Tan acostumbrados estamos a ver nuestro planeta dibujado en el plano que es fácil acabar pensando que la representación es la realidad y el suelo firme sólo algo que se adapta a aquélla.
Así, el símbolo toma la identidad de la cosa representada, se apodera de sus adjetivos y de sus propiedades hasta conformarse como la única manera de comprenderla. Es así como la tierra cede su valor al papel.
El mapa y el plano reinterpretan la realidad de manera accesible a cualquiera, pero a esta situación contribuye principalmente la acción creadora del hombre. Creadora no solamente porque elabora un material nuevo a partir de datos ajenos a él, sino también (y básicamente) porque plasma en su obra no la realidad sino su manera de verla y de hacerse con ella.
Por eso sería conveniente introducir una leyenda en los mapas que recordasen al usuario que eso que tiene entre las manos ‘no es’ la ciudad, la región o la porción de planeta que pretende ser. Algo parecido al famoso cuadro de la pipa de Magritte.
Porque si no, uno corre el riesgo de creer que un territorio es lo que sea que aparezca en el mapa, olvidando que la función del plano es simplificar por medio de la división. Al tomar la simplificación como modelo asumimos el esquema como realidad y esperamos que todo cuanto se abre ante nosotros cumpla la llana ruta de la tinta.
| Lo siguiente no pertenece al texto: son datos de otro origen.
use crate::job::{GenerationJob, JobStatus};

/// Filter for browsing finished results.
#[derive(Debug, Clone, Default, PartialEq, Eq)]
pub struct GalleryQuery {
    pub search: Option<String>,
    pub model: Option<String>,
}

impl GalleryQuery {
    pub fn search(term: impl Into<String>) -> Self {
        Self {
            search: Some(term.into()),
            model: None,
        }
    }

    pub fn with_model(mut self, model: impl Into<String>) -> Self {
        self.model = Some(model.into());
        self
    }

    pub fn matches(&self, job: &GenerationJob) -> bool {
        if job.status != JobStatus::Completed || job.result_url.is_none() {
            return false;
        }
        let matches_search = match self.search.as_deref().map(str::trim) {
            Some(term) if !term.is_empty() => {
                job.prompt.to_lowercase().contains(&term.to_lowercase())
            }
            _ => true,
        };
        let matches_model = match self.model.as_deref() {
            Some("all") | None => true,
            Some(model) => job.model == model,
        };
        matches_search && matches_model
    }
}

/// Distinct models among completed jobs, in collection order.
pub fn gallery_models(jobs: &[GenerationJob]) -> Vec<String> {
    let mut models: Vec<String> = Vec::new();
    for job in jobs {
        if job.status == JobStatus::Completed
            && job.result_url.is_some()
            && !models.contains(&job.model)
        {
            models.push(job.model.clone());
        }
    }
    models
}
Lo que sucede, por el contrario, es que allí donde se supone que debería de haber una línea que separase dos países no hay nada que nos permita siquiera intuir en cuál de los dos estamos. Nada, quiero decir, que no haya sido tan creado por el hombre como el mapa que nos guía.
No está fuera de la acción humana el dividir la tierra y competir por su dominio. Pero tampoco es ajeno al hombre hacer pasar sus particiones como divinas o naturales, imponiendo el esquema a la desbordante realidad de la tierra continua.